Here comes the problem. When you add more light you are going to increase the growth of algae. Now algae isn't really a huge problem in a fish only tank (unless completely out of control) because it isn't harmful to fish and really the only problem is the ugly nature of everything being green or brown. In a planted tank however, algae uses the same nutrients plants do and can lead to the plants suffering nutrient deficiency. Usually this takes the form of yellowing/browning and dying leaves, and eventually growth will probably come to a crawl or stop altogether. This tank is out of balance. 

The only way to really fight this phenomena is to allow the plants to grow at such a rate that they are using the nutrients which previously were in control of the algae. Fast growing plants such as Vals, Anachris, Hornwort, and various kinds of hygro are great for this, as they are real nutrient hogs.

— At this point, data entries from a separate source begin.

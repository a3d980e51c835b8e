//! Query message handlers. All side-effect free.

use cosmwasm_std::{Binary, Deps, Env, StdResult, Uint128};
use cw20::Cw20QueryMsg;

use crate::hash::{conversion_digest, TAG_CONVERSION_IN, TAG_CONVERSION_OUT};
use crate::msg::{
    AuthorizerResponse, BalanceResponse, ConfigResponse, ConversionDigestResponse,
    ConversionDirection, LimitsResponse, LiquidityResponse, MessageUsedResponse,
    PendingOwnerResponse, StatsResponse,
};
use crate::state::{CONFIG, INTERNAL_LIQUIDITY, PENDING_OWNER, STATS, USED_MESSAGES};

pub fn query_config(deps: Deps) -> StdResult<ConfigResponse> {
    let config = CONFIG.load(deps.storage)?;
    Ok(ConfigResponse {
        owner: config.owner,
        token: config.token,
        authorizer: config.authorizer,
        min_amount: config.min_amount,
        max_amount: config.max_amount,
    })
}

pub fn query_authorizer(deps: Deps) -> StdResult<AuthorizerResponse> {
    let config = CONFIG.load(deps.storage)?;
    Ok(AuthorizerResponse {
        authorizer: config.authorizer,
    })
}

pub fn query_limits(deps: Deps) -> StdResult<LimitsResponse> {
    let config = CONFIG.load(deps.storage)?;
    Ok(LimitsResponse {
        min_amount: config.min_amount,
        max_amount: config.max_amount,
    })
}

/// Current transferable holdings, straight from the token contract
pub fn query_balance(deps: Deps, env: Env) -> StdResult<BalanceResponse> {
    let config = CONFIG.load(deps.storage)?;
    let holdings: cw20::BalanceResponse = deps.querier.query_wasm_smart(
        config.token,
        &Cw20QueryMsg::Balance {
            address: env.contract.address.to_string(),
        },
    )?;
    Ok(BalanceResponse {
        balance: holdings.balance,
    })
}

pub fn query_liquidity(deps: Deps) -> StdResult<LiquidityResponse> {
    let internal_liquidity = INTERNAL_LIQUIDITY.load(deps.storage)?;
    Ok(LiquidityResponse { internal_liquidity })
}

pub fn query_stats(deps: Deps) -> StdResult<StatsResponse> {
    let stats = STATS.load(deps.storage)?;
    Ok(StatsResponse {
        total_conversions_out: stats.total_conversions_out,
        total_conversions_in: stats.total_conversions_in,
    })
}

pub fn query_message_used(deps: Deps, digest: Binary) -> StdResult<MessageUsedResponse> {
    let used = USED_MESSAGES
        .may_load(deps.storage, digest.as_slice())?
        .unwrap_or(false);
    Ok(MessageUsedResponse { used })
}

pub fn query_pending_owner(deps: Deps) -> StdResult<Option<PendingOwnerResponse>> {
    let pending = PENDING_OWNER.may_load(deps.storage)?;
    Ok(pending.map(|new_owner| PendingOwnerResponse { new_owner }))
}

/// Compute the canonical digest for the given parameters against this
/// deployment, without touching state.
pub fn query_conversion_digest(
    env: Env,
    direction: ConversionDirection,
    amount: Uint128,
    caller: String,
    conversion_id: String,
) -> StdResult<ConversionDigestResponse> {
    let tag = match direction {
        ConversionDirection::Out => TAG_CONVERSION_OUT,
        ConversionDirection::In => TAG_CONVERSION_IN,
    };
    let digest = conversion_digest(
        tag,
        amount.u128(),
        &caller,
        &conversion_id,
        env.contract.address.as_str(),
    );
    Ok(ConversionDigestResponse {
        digest: Binary::from(digest.to_vec()),
    })
}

In order for plants to grow quickly in high light environments they must have enough nutrients. I don't want to go overboard here because certainly there could be a 20 page discussion on all the various nutrients plants need. 

CO2 is necessary in this scenario because it is one of the main ingredients plants need to survive. Having sufficient CO2 for all your plants is necessary for them to outgrow algae and be healthy, lush and green. This is when heavily planted tanks will need more CO2 than tanks with less plants in them. Of course there is some amount of CO2 always present in fish tanks because for two reasons: 

1) The atmosphere contains a level of CO2, therefore so does your fish tank. Surface agitation increases the gas exchange between your tank and the atmosphere. 

2) Nitrification: The bacteria that converts fish waste from ammonia to nitrite to nitrate produces an amount of CO2 also. An additional benefit is the nitrate produced is also used by your plants in the form of Nitrogen. (isn't nature amazing??) 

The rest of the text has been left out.